The temptation to bypass Parliament is obvious and seductive. Referendums, a very recent phenomenon in British politics, have rarely provided the definitive answer they are called to provide. But they have proved irresistible to weak Prime Ministers looking for a way to move past a party breaking problem. In his excellent Reith Lectures, the former Supreme Court Justice Jonathan Sumption warns eloquently of the danger of majoritarian tyranny. Parliament has been very effective at ensuring the voice of the minority is heeded in our national life just as much as the majority is. Referendums enable a majority to claim an absolute victory and to disregard the opinion of the minority. It is no wonder that Mrs Thatcher agreed with Clement Attlee in his dislike of referendums.
In their announcement the Select Committees said: “The Citizens’ Assembly is designed to explore views on the fair sharing of potential costs of different policy choices and is intended to provide input to future select committee activity and will inform political debate and Government policy making.” It is a sensible and laudable ambition, especially when addressing the most serious challenge of our time. It is right and necessary for our politicians to keep listening to the views of those who send them to the House of Commons, but by labelling their listening exercise a Citizen’s Assembly there is a suggestion of something more than just listening. People will not want to spend the time and money to come together from across the country just to talk. It suggests action and decision-making.

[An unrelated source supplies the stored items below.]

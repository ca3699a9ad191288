use crate::node::Node;

/// An [`Iterator`] performing a depth-first, pre-order walk of a tree, yielding
/// each parent before its children, and left children before right children.
///
/// This is the default iteration order of a [`LinkedBst`].
///
/// [`LinkedBst`]: crate::LinkedBst
#[derive(Debug)]
pub struct Preorder<'a, T> {
    stack: Vec<&'a Node<T>>,
}

impl<'a, T> Preorder<'a, T> {
    pub(crate) fn new(root: Option<&'a Node<T>>) -> Self {
        Self {
            stack: root.into_iter().collect(),
        }
    }
}

impl<'a, T> Iterator for Preorder<'a, T> {
    type Item = &'a T;

    fn next(&mut self) -> Option<Self::Item> {
        let v = self.stack.pop()?;

        // Push the right child first so the left child is popped (and visited)
        // next.
        self.stack.extend(v.right());
        self.stack.extend(v.left());

        Some(v.value())
    }
}
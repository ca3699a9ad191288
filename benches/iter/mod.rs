use std::hint::black_box;

use criterion::{measurement::Measurement, BenchmarkGroup, BenchmarkId, Criterion, Throughput};
use linkedbst::LinkedBst;

use crate::Lfsr;

#[derive(Debug)]
struct BenchName {
    bench_name: &'static str,
    n_values: usize,
}

impl From<BenchName> for BenchmarkId {
    fn from(v: BenchName) -> Self {
        Self::new(format!("{}/n_values", v.bench_name), v.n_values)
    }
}

pub(super) fn bench(c: &mut Criterion) {
    let mut g = c.benchmark_group("iter");

    for n_values in [1, 100, 1_000, 10_000] {
        bench_param(&mut g, n_values)
    }
}

fn bench_param<M>(g: &mut BenchmarkGroup<'_, M>, n_values: usize)
where
    M: Measurement,
{
    // Generate the tree.
    let t = Lfsr::default()
        .sample(n_values)
        .into_iter()
        .collect::<LinkedBst<_>>();

    bench_inorder(n_values, g, &t);
    bench_preorder(n_values, g, &t);
    bench_postorder(n_values, g, &t);
    bench_levelorder(n_values, g, &t);
    bench_range_find(n_values, g, &t);
}

macro_rules! iter_bench {
    (
        $name:ident
    ) => {
        paste::paste! {
            fn [<bench_ $name>]<M>(n_values: usize, g: &mut BenchmarkGroup<M>, t: &LinkedBst<u16>)
            where
                M: Measurement,
            {
                let bench_name = BenchName {
                    n_values,
                    bench_name: stringify!($name),
                };

                g.throughput(Throughput::Elements(n_values as _));
                // Values per second
                g.bench_function(BenchmarkId::from(bench_name), |b| {
                    b.iter(|| {
                        for v in t.$name() {
                            black_box(v);
                        }
                    })
                });
            }
        }
    }
}

iter_bench!(inorder);
iter_bench!(preorder);
iter_bench!(postorder);
iter_bench!(levelorder);

fn bench_range_find<M>(n_values: usize, g: &mut BenchmarkGroup<M>, t: &LinkedBst<u16>)
where
    M: Measurement,
{
    let bench_name = BenchName {
        n_values,
        bench_name: "range_find",
    };

    g.throughput(Throughput::Elements(n_values as _));
    g.bench_function(BenchmarkId::from(bench_name), |b| {
        b.iter(|| {
            for v in t.range_find(&4_200, &10_000) {
                black_box(v);
            }
        })
    });
}
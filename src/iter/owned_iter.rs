use crate::node::{Link, Node};

/// An iterator of owned values in ascending order, consuming the tree.
///
/// Returned by [`LinkedBst::into_sorted()`](crate::LinkedBst::into_sorted).
#[derive(Debug)]
pub struct IntoSorted<T> {
    stack: Vec<Box<Node<T>>>,
}

impl<T> IntoSorted<T> {
    pub(crate) fn new(root: Link<T>) -> Self {
        let mut this = Self { stack: vec![] };

        // Descend down the left side of the tree.
        this.push_subtree(root);

        this
    }

    fn push_subtree(&mut self, subtree_root: Link<T>) {
        let mut ptr = subtree_root;

        while let Some(mut v) = ptr {
            ptr = v.take_left();
            self.stack.push(v);
        }
    }
}

impl<T> Iterator for IntoSorted<T> {
    type Item = T;

    fn next(&mut self) -> Option<Self::Item> {
        let mut v = self.stack.pop()?;

        // Descend down the left side of the right hand child of this node, if
        // any.
        let right = v.take_right();
        self.push_subtree(right);

        Some(v.into_value())
    }
}

impl<T> Drop for IntoSorted<T> {
    fn drop(&mut self) {
        for _ in self.by_ref() {}
    }
}

/// An iterator of owned values in the default pre-order, consuming the tree.
///
/// Nodes are unlinked from their children as they are visited, so dropping a
/// partially consumed [`IntoIter`] releases the remaining nodes without
/// recursing.
#[derive(Debug)]
pub struct IntoIter<T> {
    stack: Vec<Box<Node<T>>>,
}

impl<T> IntoIter<T> {
    pub(crate) fn new(root: Link<T>) -> Self {
        Self {
            stack: root.into_iter().collect(),
        }
    }
}

impl<T> Iterator for IntoIter<T> {
    type Item = T;

    fn next(&mut self) -> Option<Self::Item> {
        let mut v = self.stack.pop()?;

        self.stack.extend(v.take_right());
        self.stack.extend(v.take_left());

        Some(v.into_value())
    }
}

impl<T> Drop for IntoIter<T> {
    fn drop(&mut self) {
        for _ in self.by_ref() {}
    }
}
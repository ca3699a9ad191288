use std::cmp::Ordering;

/// An owning link to a child (or root) [`Node`], if any.
pub(crate) type Link<T> = Option<Box<Node<T>>>;

/// The side of a parent a child [`Node`] hangs from.
#[derive(Debug, Clone, Copy, PartialEq, Eq)]
pub(crate) enum Side {
    Left,
    Right,
}

#[derive(Debug)]
pub(crate) struct Node<T> {
    /// Child nodes pointers.
    ///
    /// All values in the left subtree order before `value`, and values that
    /// are greater than or equal to `value` are inserted to the right.
    left: Link<T>,
    right: Link<T>,

    value: T,
}

impl<T> Node<T> {
    pub(crate) fn new(value: T) -> Self {
        Self {
            value,
            left: None,
            right: None,
        }
    }

    /// Construct a [`Node`] with the given children already linked.
    pub(crate) fn with_children(left: Link<T>, value: T, right: Link<T>) -> Self {
        Self { left, right, value }
    }

    /// Return the side a search for `item` descends towards from this node,
    /// or [`None`] if this node holds a value equal to `item`.
    pub(crate) fn side_for(&self, item: &T) -> Option<Side>
    where
        T: Ord,
    {
        match item.cmp(&self.value) {
            Ordering::Less => Some(Side::Left),
            Ordering::Equal => None,
            Ordering::Greater => Some(Side::Right),
        }
    }

    /// Return the side a new `item` is attached to below this node.
    ///
    /// Unlike [`Node::side_for()`], values equal to this node descend right.
    pub(crate) fn insert_side(&self, item: &T) -> Side
    where
        T: Ord,
    {
        if *item < self.value {
            Side::Left
        } else {
            Side::Right
        }
    }

    pub(crate) fn child(&self, side: Side) -> Option<&Self> {
        match side {
            Side::Left => self.left(),
            Side::Right => self.right(),
        }
    }

    pub(crate) fn child_mut(&mut self, side: Side) -> &mut Link<T> {
        match side {
            Side::Left => &mut self.left,
            Side::Right => &mut self.right,
        }
    }

    pub(crate) fn value(&self) -> &T {
        &self.value
    }

    /// Overwrite the value held in this node, returning the old value.
    ///
    /// The node is not repositioned.
    pub(crate) fn replace_value(&mut self, value: T) -> T {
        std::mem::replace(&mut self.value, value)
    }

    pub(crate) fn left(&self) -> Option<&Self> {
        self.left.as_deref()
    }

    /// Remove the left child, if any.
    pub(crate) fn take_left(&mut self) -> Link<T> {
        self.left.take()
    }

    pub(crate) fn right(&self) -> Option<&Self> {
        self.right.as_deref()
    }

    /// Remove the right child, if any.
    pub(crate) fn take_right(&mut self) -> Link<T> {
        self.right.take()
    }

    pub(crate) fn has_both_children(&self) -> bool {
        self.left.is_some() && self.right.is_some()
    }

    pub(crate) fn into_value(self) -> T {
        self.value
    }

    /// Unlink this node (which has at most one child) from the tree, returning
    /// the value it held and the child that takes its place.
    ///
    /// If this node has no left child, the right child (if any) replaces it.
    /// Otherwise the left child replaces it.
    pub(crate) fn unlink(self: Box<Self>) -> (T, Link<T>) {
        debug_assert!(!self.has_both_children());

        let Self { left, right, value } = *self;
        match left {
            None => (value, right),
            left => (value, left),
        }
    }

    /// Replace the value of this node with the maximum value held in its left
    /// subtree, and remove the node that held that maximum.
    ///
    /// Returns the value previously held by this node.
    ///
    /// ```text
    ///            <5>                  4
    ///            / \                 / \
    ///           2   7     ---->     2   7
    ///          / \                 / \
    ///         1   4               1   3
    ///            /
    ///           3
    /// ```
    ///
    /// The maximum node is the right-most descendant of the left child, so it
    /// has no right child and its parent is relinked to its left child (if
    /// any).
    ///
    /// # Panics
    ///
    /// Panics if this node has no left child.
    pub(crate) fn lift_max_in_left_subtree(&mut self) -> T {
        debug_assert!(self.left.is_some());

        // The parent of the maximum node starts out as "self", linking it on
        // the left.
        let mut slot = &mut self.left;
        while slot.as_deref().is_some_and(|v| v.right.is_some()) {
            slot = match slot {
                Some(v) => &mut v.right,
                None => break,
            };
        }

        let Some(max) = slot.take() else {
            unreachable!("lifting the left subtree maximum of a node with no left child");
        };
        debug_assert!(max.right.is_none());

        let (value, left) = max.unlink();
        *slot = left;

        self.replace_value(value)
    }
}
use criterion::{
    measurement::Measurement, BatchSize, BenchmarkGroup, BenchmarkId, Criterion, Throughput,
};
use linkedbst::LinkedBst;

use crate::Lfsr;

/// The order values are inserted into the tree.
#[derive(Debug, Clone, Copy)]
enum Order {
    /// Sample order, producing a roughly balanced tree.
    Random,
    /// Ascending order, producing a right-leaning chain.
    Sorted,
}

pub(super) fn bench(c: &mut Criterion) {
    let mut g = c.benchmark_group("insert");

    for n_values in [1, 100, 1_000, 10_000] {
        for order in [Order::Random, Order::Sorted] {
            bench_param(&mut g, n_values, order)
        }
    }
}

/// Measure the time needed to insert `n_values` values into an empty tree, in
/// the given `order`.
fn bench_param<M>(g: &mut BenchmarkGroup<'_, M>, n_values: usize, order: Order)
where
    M: Measurement,
{
    let mut values = Lfsr::default().sample(n_values);
    if let Order::Sorted = order {
        values.sort_unstable();
    }

    let id = BenchmarkId::new(format!("{order:?}/n_values").to_lowercase(), n_values);

    g.throughput(Throughput::Elements(n_values as _)); // Values inserted per second
    g.bench_function(id, |b| {
        b.iter_batched(
            || values.clone(),
            |values| values.into_iter().collect::<LinkedBst<_>>(),
            BatchSize::PerIteration,
        );
    });
}
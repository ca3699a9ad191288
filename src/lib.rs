//! A linked binary search tree holding an ordered collection of values.
//!
//! A [`LinkedBst`] supports insertion, lookup, removal, ordered traversals,
//! range and neighbour queries, and an explicit, whole-tree [`rebalance()`]
//! operation that rebuilds the tree with minimal height.
//!
//! ```
//! use linkedbst::LinkedBst;
//!
//! let mut t = [2, -1, 3, 4, -2, 6].into_iter().collect::<LinkedBst<_>>();
//!
//! assert_eq!(t.inorder().copied().collect::<Vec<_>>(), [-2, -1, 2, 3, 4, 6]);
//! assert_eq!(t.height(), 3);
//!
//! assert_eq!(t.successor(&3), Some(&4));
//! assert_eq!(t.predecessor(&3), Some(&2));
//! assert_eq!(t.range_find(&-1, &4).count(), 4);
//!
//! t.rebalance();
//! assert_eq!(t.height(), 2);
//!
//! assert_eq!(t.remove(&3), Ok(3));
//! assert!(t.remove(&3).is_err());
//! ```
//!
//! The tree does not rebalance itself on insertion or removal - inserting
//! values in ascending order produces a chain with a height of `len - 1`.
//! Traversals, height measurement and tree teardown use explicit stacks and
//! never recurse along the height of the tree.
//!
//! [`rebalance()`]: LinkedBst::rebalance

#![forbid(unsafe_code)]
#![warn(missing_debug_implementations)]

mod balance;
mod error;
mod iter;
mod node;
mod position;
mod tree;

#[cfg(test)]
mod test_utils;

pub use error::NotFound;
pub use iter::{Inorder, IntoIter, IntoSorted, Levelorder, Postorder, Preorder, RangeFind};
pub use position::Position;
pub use tree::LinkedBst;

The extra-Parliamentary process of a referendum has done much damage to Parliament’s confidence, reputation and authority. In their quest to engage popular opinion more effectively MPs need to be very careful they do not further undermine the Parliamentary and political processes. There are good reasons why our Parliamentary process has proved one of the most successful, stable and effective ways of assembling British citizens to debate the great issues of the day and to hold the government to account. We should all be wary of further initiatives, no matter how well-intentioned, which further undermine Parliament’s Sovereignty.